━━━━━ EXERCISE INPUTS ━━━━━

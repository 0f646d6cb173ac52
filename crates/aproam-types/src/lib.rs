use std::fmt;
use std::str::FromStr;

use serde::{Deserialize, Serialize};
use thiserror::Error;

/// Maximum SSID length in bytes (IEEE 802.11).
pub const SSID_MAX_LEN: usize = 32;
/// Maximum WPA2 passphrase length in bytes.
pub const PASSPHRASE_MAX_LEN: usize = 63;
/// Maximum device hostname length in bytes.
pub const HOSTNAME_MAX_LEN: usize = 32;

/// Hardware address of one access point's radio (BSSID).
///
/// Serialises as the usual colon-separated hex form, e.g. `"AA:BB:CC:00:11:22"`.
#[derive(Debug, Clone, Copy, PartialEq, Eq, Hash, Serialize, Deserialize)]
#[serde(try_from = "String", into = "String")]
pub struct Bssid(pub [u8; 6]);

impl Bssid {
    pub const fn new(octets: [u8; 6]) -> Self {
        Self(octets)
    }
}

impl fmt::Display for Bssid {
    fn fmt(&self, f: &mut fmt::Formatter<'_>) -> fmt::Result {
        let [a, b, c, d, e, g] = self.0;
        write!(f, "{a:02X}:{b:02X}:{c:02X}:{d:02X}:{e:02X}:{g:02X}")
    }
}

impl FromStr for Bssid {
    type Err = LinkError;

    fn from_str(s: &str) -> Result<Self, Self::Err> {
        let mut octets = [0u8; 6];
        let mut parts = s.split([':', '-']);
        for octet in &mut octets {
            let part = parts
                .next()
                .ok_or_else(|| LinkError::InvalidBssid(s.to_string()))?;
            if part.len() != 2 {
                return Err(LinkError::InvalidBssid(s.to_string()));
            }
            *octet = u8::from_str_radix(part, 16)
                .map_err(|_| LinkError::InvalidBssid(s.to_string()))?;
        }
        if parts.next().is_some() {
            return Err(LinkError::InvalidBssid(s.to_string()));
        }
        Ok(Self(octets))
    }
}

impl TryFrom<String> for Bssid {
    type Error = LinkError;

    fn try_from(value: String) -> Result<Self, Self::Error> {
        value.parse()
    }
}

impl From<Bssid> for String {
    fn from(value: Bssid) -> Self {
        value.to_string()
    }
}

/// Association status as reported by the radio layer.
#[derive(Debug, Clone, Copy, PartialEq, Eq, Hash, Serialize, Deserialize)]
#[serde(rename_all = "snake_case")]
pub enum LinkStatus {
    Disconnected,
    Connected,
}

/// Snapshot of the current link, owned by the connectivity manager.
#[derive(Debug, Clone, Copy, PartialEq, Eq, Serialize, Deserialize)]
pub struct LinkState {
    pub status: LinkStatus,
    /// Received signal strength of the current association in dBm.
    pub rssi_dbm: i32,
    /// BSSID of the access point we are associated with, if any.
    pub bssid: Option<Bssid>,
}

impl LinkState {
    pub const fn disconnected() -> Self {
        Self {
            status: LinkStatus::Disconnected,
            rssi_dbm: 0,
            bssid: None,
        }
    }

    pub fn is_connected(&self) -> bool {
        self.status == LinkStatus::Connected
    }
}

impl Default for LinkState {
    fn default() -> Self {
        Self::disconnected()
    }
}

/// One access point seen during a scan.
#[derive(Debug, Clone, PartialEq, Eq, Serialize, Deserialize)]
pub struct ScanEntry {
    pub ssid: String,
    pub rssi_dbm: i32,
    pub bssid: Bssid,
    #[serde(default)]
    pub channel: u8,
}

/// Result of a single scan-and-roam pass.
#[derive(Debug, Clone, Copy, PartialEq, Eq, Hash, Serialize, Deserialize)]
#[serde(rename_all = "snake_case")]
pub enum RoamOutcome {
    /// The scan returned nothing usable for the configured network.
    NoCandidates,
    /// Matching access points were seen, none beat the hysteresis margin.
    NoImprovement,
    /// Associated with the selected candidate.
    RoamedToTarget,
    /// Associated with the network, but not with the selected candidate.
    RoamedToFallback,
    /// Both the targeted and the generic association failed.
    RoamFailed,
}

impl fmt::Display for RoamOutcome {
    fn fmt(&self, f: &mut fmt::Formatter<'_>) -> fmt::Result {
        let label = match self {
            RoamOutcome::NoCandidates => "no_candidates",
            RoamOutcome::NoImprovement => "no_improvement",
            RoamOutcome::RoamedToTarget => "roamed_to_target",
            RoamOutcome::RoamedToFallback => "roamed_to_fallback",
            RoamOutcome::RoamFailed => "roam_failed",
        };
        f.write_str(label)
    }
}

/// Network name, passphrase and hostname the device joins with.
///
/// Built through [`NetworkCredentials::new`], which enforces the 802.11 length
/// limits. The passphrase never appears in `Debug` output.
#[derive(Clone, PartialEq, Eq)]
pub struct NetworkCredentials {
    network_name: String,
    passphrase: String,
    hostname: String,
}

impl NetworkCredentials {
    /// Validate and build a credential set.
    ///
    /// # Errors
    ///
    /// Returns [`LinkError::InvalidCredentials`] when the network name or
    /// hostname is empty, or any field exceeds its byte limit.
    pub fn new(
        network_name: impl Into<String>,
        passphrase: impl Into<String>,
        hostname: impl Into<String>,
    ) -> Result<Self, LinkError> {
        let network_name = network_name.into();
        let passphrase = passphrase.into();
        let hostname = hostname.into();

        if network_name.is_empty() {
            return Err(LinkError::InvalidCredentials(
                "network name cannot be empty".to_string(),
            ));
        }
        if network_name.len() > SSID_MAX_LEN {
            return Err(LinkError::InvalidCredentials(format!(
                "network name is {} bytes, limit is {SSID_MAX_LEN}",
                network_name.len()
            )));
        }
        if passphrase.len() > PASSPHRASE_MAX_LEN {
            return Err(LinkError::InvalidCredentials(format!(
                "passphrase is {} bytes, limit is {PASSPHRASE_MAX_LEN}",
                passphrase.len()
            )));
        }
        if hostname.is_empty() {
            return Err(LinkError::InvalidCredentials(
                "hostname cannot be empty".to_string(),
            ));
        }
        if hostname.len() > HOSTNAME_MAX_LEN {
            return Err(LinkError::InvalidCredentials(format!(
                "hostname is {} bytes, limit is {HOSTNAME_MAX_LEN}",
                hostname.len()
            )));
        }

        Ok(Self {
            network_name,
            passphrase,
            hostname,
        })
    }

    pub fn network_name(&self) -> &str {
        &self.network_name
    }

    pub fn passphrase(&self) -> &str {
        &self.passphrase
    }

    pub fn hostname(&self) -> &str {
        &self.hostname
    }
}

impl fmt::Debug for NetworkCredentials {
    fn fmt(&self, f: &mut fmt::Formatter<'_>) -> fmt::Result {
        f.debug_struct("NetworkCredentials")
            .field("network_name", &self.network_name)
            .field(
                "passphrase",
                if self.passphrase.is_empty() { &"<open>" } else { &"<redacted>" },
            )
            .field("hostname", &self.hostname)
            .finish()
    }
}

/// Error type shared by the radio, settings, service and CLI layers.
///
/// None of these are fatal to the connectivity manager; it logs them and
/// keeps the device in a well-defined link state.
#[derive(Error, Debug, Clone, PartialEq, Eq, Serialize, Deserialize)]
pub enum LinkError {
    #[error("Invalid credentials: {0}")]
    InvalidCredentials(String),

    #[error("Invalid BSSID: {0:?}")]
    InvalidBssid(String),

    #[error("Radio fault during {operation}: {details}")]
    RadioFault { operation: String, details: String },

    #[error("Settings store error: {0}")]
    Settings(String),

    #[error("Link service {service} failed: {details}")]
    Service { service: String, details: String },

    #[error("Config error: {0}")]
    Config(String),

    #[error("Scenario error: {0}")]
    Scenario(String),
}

━━━━━
━━━━━ EXERCISE INPUTS ━━━━━

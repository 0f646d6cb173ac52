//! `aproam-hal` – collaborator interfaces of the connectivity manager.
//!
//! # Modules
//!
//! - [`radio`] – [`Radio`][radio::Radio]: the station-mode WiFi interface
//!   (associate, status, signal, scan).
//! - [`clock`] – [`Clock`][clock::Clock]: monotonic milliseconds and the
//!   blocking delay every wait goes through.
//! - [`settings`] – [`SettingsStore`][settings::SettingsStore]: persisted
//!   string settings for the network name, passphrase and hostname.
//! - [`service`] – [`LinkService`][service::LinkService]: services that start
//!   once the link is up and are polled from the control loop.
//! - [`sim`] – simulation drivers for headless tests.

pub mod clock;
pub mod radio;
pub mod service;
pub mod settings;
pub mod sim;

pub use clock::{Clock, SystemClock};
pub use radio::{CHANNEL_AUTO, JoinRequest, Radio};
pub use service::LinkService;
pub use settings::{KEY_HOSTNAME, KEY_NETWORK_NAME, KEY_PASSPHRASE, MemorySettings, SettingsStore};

━━━━━
━━━━━ EXERCISE INPUTS ━━━━━

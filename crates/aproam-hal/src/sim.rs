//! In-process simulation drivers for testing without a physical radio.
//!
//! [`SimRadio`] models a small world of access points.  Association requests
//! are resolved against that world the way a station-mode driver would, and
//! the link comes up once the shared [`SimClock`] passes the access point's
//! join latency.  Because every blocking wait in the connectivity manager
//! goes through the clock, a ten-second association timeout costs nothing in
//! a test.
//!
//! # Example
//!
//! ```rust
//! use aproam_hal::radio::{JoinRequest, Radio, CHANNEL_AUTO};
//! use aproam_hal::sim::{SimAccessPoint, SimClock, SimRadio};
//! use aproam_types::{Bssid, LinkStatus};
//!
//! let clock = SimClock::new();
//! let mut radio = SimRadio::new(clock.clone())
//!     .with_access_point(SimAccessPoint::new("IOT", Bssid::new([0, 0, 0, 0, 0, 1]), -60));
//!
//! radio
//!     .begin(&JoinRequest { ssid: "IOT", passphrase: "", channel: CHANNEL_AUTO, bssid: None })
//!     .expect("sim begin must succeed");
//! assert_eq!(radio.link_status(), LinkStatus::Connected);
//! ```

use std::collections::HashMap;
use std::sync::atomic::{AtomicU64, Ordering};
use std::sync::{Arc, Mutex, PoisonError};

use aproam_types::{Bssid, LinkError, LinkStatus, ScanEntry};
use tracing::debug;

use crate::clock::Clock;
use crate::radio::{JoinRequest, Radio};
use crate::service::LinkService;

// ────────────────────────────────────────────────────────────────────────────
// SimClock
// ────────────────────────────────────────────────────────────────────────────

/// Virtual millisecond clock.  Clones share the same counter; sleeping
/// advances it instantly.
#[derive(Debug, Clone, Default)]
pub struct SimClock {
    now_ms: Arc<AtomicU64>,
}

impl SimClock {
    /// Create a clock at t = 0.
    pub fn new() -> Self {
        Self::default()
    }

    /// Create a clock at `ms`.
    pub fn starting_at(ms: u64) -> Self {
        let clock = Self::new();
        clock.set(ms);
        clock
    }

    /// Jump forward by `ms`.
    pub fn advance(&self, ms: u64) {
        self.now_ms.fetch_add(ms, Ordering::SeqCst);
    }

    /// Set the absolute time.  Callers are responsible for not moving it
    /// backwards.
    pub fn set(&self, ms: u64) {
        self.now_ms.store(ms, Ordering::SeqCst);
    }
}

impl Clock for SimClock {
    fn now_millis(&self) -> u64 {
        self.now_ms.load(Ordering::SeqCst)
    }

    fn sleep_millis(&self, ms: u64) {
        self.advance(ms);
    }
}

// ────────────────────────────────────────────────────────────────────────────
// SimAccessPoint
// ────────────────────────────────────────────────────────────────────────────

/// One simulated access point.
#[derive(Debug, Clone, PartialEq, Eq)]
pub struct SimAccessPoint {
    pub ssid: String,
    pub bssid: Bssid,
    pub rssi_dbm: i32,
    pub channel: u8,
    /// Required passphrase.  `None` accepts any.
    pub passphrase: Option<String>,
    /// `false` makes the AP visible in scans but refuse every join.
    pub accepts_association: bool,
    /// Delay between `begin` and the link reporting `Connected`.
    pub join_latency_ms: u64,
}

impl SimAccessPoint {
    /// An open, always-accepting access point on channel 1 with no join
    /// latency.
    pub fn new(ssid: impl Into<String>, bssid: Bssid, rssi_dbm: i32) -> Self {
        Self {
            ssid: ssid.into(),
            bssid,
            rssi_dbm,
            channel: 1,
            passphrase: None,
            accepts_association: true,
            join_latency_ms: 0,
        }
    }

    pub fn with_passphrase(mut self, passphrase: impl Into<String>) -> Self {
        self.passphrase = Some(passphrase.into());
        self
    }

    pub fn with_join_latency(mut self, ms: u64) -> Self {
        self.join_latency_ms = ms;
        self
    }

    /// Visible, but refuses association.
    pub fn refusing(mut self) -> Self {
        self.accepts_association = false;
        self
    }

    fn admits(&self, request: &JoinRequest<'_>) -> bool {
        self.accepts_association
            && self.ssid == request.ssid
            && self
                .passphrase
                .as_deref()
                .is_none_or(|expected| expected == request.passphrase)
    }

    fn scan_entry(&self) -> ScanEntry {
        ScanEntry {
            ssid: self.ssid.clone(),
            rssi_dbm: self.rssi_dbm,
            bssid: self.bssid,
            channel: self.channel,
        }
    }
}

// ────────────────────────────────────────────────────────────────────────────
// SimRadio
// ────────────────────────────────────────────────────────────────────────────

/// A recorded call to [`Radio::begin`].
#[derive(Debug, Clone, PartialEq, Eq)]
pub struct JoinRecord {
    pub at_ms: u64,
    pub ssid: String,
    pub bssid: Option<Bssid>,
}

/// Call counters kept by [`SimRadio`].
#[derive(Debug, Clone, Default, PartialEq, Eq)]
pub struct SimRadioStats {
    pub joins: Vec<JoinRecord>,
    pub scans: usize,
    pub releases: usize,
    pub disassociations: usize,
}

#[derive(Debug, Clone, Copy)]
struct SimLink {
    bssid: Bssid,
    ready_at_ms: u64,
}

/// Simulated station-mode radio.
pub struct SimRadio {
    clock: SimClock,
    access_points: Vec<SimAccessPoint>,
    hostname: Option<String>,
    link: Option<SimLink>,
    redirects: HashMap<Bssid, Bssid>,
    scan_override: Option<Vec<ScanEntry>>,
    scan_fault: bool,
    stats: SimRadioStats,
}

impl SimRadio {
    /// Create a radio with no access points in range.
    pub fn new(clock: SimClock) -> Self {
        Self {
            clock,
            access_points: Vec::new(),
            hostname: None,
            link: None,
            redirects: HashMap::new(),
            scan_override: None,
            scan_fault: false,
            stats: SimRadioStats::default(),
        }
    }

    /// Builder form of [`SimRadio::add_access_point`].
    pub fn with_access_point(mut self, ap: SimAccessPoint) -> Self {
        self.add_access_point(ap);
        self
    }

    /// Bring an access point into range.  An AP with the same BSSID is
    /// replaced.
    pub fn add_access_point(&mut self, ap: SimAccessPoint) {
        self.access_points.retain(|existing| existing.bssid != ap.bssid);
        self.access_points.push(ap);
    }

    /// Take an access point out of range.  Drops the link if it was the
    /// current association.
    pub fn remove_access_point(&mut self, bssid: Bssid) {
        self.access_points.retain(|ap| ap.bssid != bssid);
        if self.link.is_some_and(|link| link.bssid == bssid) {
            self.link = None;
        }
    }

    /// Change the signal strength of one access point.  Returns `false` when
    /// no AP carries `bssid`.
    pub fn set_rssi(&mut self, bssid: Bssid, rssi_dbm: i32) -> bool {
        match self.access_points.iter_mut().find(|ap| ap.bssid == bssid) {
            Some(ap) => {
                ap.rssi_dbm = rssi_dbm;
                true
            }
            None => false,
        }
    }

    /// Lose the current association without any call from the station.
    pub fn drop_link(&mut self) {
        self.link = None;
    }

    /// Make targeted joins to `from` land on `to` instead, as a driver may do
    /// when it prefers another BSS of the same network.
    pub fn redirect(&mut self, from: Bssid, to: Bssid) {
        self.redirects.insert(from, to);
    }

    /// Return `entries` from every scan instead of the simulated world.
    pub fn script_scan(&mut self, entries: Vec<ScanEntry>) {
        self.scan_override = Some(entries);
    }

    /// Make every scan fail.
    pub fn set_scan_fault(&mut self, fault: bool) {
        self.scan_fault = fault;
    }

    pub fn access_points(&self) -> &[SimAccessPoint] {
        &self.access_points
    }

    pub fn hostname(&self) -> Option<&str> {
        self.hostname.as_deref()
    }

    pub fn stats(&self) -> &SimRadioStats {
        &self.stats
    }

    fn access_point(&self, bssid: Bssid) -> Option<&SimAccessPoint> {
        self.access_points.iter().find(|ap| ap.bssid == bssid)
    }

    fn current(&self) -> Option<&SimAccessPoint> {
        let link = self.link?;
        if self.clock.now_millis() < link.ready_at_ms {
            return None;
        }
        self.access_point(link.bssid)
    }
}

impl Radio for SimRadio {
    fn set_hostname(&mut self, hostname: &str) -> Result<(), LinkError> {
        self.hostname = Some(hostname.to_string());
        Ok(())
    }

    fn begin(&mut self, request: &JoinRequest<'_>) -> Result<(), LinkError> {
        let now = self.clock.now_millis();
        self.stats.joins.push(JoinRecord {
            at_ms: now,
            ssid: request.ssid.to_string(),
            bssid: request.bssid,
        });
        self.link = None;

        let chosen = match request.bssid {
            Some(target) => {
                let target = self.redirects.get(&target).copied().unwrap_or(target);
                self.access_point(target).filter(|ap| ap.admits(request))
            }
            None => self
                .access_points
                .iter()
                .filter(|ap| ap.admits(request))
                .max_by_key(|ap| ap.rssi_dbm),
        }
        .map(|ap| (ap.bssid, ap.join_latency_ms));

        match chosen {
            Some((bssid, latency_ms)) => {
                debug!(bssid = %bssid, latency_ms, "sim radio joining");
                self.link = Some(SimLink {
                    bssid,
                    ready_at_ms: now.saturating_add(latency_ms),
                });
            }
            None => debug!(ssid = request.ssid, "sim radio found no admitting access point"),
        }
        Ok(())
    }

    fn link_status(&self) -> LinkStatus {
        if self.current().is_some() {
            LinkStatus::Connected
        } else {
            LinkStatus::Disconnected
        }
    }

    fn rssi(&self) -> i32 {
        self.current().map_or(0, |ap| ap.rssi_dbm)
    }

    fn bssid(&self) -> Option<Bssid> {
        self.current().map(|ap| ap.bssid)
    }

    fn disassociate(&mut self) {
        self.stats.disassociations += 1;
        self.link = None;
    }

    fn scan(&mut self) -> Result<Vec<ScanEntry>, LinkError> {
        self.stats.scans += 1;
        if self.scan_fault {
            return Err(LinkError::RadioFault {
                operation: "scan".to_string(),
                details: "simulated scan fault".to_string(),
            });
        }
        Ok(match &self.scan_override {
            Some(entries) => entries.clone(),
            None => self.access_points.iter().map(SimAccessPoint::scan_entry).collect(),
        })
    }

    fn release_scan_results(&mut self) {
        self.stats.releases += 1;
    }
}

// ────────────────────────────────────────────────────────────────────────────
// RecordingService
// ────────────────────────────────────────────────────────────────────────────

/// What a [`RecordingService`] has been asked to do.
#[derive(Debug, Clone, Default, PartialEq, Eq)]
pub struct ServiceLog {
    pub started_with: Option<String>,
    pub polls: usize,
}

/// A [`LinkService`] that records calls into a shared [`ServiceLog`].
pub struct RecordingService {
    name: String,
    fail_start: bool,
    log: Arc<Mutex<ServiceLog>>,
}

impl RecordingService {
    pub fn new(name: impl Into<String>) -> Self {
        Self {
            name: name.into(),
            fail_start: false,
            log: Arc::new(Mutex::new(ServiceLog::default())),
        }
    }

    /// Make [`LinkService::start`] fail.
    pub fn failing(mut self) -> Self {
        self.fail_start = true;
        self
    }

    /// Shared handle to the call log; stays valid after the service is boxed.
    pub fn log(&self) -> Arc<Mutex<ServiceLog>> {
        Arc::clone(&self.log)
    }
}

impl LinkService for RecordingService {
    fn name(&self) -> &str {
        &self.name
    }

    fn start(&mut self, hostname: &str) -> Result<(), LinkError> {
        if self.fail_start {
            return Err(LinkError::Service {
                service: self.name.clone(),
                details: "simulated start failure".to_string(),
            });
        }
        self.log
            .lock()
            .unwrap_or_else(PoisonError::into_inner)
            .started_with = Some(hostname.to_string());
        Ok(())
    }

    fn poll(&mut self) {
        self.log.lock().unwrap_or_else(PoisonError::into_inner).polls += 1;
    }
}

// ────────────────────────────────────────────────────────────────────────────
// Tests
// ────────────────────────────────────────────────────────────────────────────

━━━━━

• [PROBLEM REQUIREMENTS]: Each line of the data that holds "serde" should be reported.

• [WRITTEN ANSWER]:
use serde::{Deserialize, Serialize};
#[serde(try_from = "String", into = "String")]
#[serde(rename_all = "snake_case")]
    #[serde(default)]
#[serde(rename_all = "snake_case")]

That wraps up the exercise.